VPN on external device + policy-based routing?

Hi everyone!
I need a pointer on how I can achieve this kind of setup.

So currently, I have this setup running on my network.

I want to install VPN but not on my OpenWRT because my OpenWRT cannot handle 200Mbps full speed through VPN. My requirement is

  1. The VPN must be installed on my DNS Server ( NanoPi running Ubuntu )
  2. The VPN connection only will be used for website traffic only & only if I access specific websites/servers (I know the IP list ). All other websites, except what I listed, will NOT use a VPN.

Is there any way that I can achieve this? If yes, can you give me reading material for it, or even a tutorial would be nice. so far I only knew VPN Policy-Based Routing.

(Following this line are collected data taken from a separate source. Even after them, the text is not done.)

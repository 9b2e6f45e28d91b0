//! Load and store emitters.
//!
//! x86 has no memory-to-memory `mov`, so every path here routes spilled
//! operands through the scratch registers: scratch 0 first, scratch 1 when
//! a single instruction needs two memory operands live at once. Ten-byte
//! stores go through the x87 unit, 16- and 20-byte stores through an XMM
//! register with the trailing word copied via an integer scratch.

use crate::back::asm::{Gpr, Syntax, Width, SCRATCH0, SCRATCH1};
use crate::back::codegen::FuncEmit;
use crate::back::operand::{hw_scale, index_scale, stack_operand, type_size, type_width, Mem, Operand};
use crate::error::Result;
use crate::middle::ir::{Inst, Value};

impl<'a> FuncEmit<'a> {
    /// `Load name -> dest`: one typed move, widened through scratch 0 when
    /// the destination is spilled.
    pub(super) fn emit_load(&mut self, inst: &Inst) -> Result<()> {
        let src = stack_operand(self.sym_of(inst)?);
        let (reg, spilled) = self.dest_reg(inst.dest);
        self.load_mem(inst.ty, src, reg);
        if spilled {
            self.spill_store(inst.dest, reg);
        }
        Ok(())
    }

    /// `Store src1 -> name`.
    pub(super) fn emit_store(&mut self, inst: &Inst) -> Result<()> {
        let dst = stack_operand(self.sym_of(inst)?);
        self.store_value(inst, inst.src1, dst, SCRATCH0, SCRATCH0)
    }

    /// `LoadPtr src1 -> dest`: dereference a pointer value. A spilled
    /// pointer is loaded into scratch 0 first; the loaded result may then
    /// reuse the same scratch.
    pub(super) fn emit_load_ptr(&mut self, inst: &Inst) -> Result<()> {
        let addr = self.value_reg(inst.src1, SCRATCH0);
        let (reg, spilled) = self.dest_reg(inst.dest);
        self.load_mem(inst.ty, Mem::deref(addr), reg);
        if spilled {
            self.spill_store(inst.dest, reg);
        }
        Ok(())
    }

    /// `StorePtr src1=addr, src2=val`: when both operands are spilled the
    /// address takes scratch 0 and the value scratch 1.
    pub(super) fn emit_store_ptr(&mut self, inst: &Inst) -> Result<()> {
        let addr = self.value_reg(inst.src1, SCRATCH0);
        let val_scratch = if addr == SCRATCH0 { SCRATCH1 } else { SCRATCH0 };
        self.store_value(inst, inst.src2, Mem::deref(addr), val_scratch, val_scratch)
    }

    /// `LoadIdx name[src1] -> dest` with the scale rule: explicit or
    /// type-inferred, pre-multiplied through scratch 0 when the hardware
    /// cannot scale it.
    pub(super) fn emit_load_idx(&mut self, inst: &Inst) -> Result<()> {
        let base = stack_operand(self.sym_of(inst)?);
        let src = self.indexed_operand(inst, base);
        let (reg, spilled) = self.dest_reg(inst.dest);
        self.load_mem(inst.ty, src, reg);
        if spilled {
            self.spill_store(inst.dest, reg);
        }
        Ok(())
    }

    /// `StoreIdx name[src1] = src2`: the index claims scratch 0 when
    /// spilled or manually scaled; the value then falls back to scratch 1.
    pub(super) fn emit_store_idx(&mut self, inst: &Inst) -> Result<()> {
        let base = stack_operand(self.sym_of(inst)?);
        let dst = self.indexed_operand(inst, base);
        let index_scratched = matches!(&dst, Mem::Indexed { index, .. } if *index == SCRATCH0);
        let val_scratch = if index_scratched { SCRATCH1 } else { SCRATCH0 };
        self.store_value(inst, inst.src2, dst, val_scratch, val_scratch)
    }

    /// Synthesize the indexed memory operand for `inst` over `base`,
    /// emitting the index moves and the manual `imul` when needed.
    fn indexed_operand(&mut self, inst: &Inst, base: Mem) -> Mem {
        let t = self.target();
        let w = t.word();
        let scale = index_scale(inst.imm, inst.ty, t);
        let mut index = self.value_reg(inst.src1, SCRATCH0);
        if hw_scale(scale) {
            return base.indexed(index, scale);
        }
        // Non-standard scale: multiply into scratch 0 and address at 1.
        if index != SCRATCH0 {
            self.mov(w, &Operand::Reg(index, w), &Operand::Reg(SCRATCH0, w));
            index = SCRATCH0;
        }
        self.imul_imm(w, scale as i64, index);
        base.indexed(index, 1)
    }

    /// Store `value` into the typed destination `dst`, routing spills
    /// through `scratch` and wide tails through `tail`.
    ///
    /// Values wider than a word never fit a general-purpose register; the
    /// location map keeps them in spill slots, so the wide paths read the
    /// slot directly and a register-held wide value is a contract
    /// violation, not a narrower store.
    pub(super) fn store_value(
        &mut self,
        inst: &Inst,
        value: Value,
        dst: Mem,
        scratch: Gpr,
        tail: Gpr,
    ) -> Result<()> {
        let t = self.target();
        match type_size(inst.ty, t) {
            10 => {
                // Memory-to-memory ten-byte copy through the x87 unit.
                let src = self.slot_mem(value);
                self.fldt(&src);
                self.fstpt(&dst);
            }
            size @ (16 | 20) => {
                let src = self.slot_mem(value);
                self.wide_store(size, src, dst, tail)?;
            }
            _ => {
                let w = type_width(inst.ty, t);
                let reg = self.value_reg(value, scratch);
                self.mov(w, &Operand::Reg(reg, w), &Operand::Mem(dst));
            }
        }
        Ok(())
    }

    /// Sixteen bytes over XMM; the 20-byte form copies the trailing four
    /// bytes through the integer scratch `tail`.
    fn wide_store(&mut self, size: u32, src: Mem, dst: Mem, tail: Gpr) -> Result<()> {
        let xmm = self.take_xmm()?;
        self.op2_unsized("movdqu", &Operand::Mem(src.clone()), &Operand::Xmm(xmm));
        self.op2_unsized("movdqu", &Operand::Xmm(xmm), &Operand::Mem(dst.clone()));
        if size == 20 {
            let w = Width::Long;
            self.mov(w, &Operand::Mem(src.offset(16)), &Operand::Reg(tail, w));
            self.mov(w, &Operand::Reg(tail, w), &Operand::Mem(dst.offset(16)));
        }
        Ok(())
    }

    /// Two-operand SSE form: no AT&T suffix, no Intel size keyword (the
    /// XMM register fixes the operand size).
    pub(super) fn op2_unsized(&mut self, mn: &str, src: &Operand, dst: &Operand) {
        let t = self.target();
        let line = match self.syntax() {
            Syntax::Att => format!(
                "{mn} {}, {}",
                src.render(Syntax::Att, t, None),
                dst.render(Syntax::Att, t, None)
            ),
            Syntax::Intel => format!(
                "{mn} {}, {}",
                dst.render(Syntax::Intel, t, None),
                src.render(Syntax::Intel, t, None)
            ),
        };
        self.line(line);
    }
}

Well ... there is a question

packet coming into OWRT, PBR need to handle IP List, make a decision for pass trough, or if there is a match, route them to ubuntu
OK for now
then Ubuntu need to make VPN trough OWRT WAN

maybe this will be a problem
you want 200Mbps VPN, which is in this case:
200Mbps IN, 200 Mbps PBR, and then 200 Mbps masquerading to WAN

maybe i am wrong, but ... i have a bad feeling about this

Why so? Can you enlighten me, please?
Correct me if I'm wrong, but as far as I understand, PBR will be handled by nftables + Ipset. VPN Traffic encrypts & decrypts will be handled by my Ubuntu Nano Pi.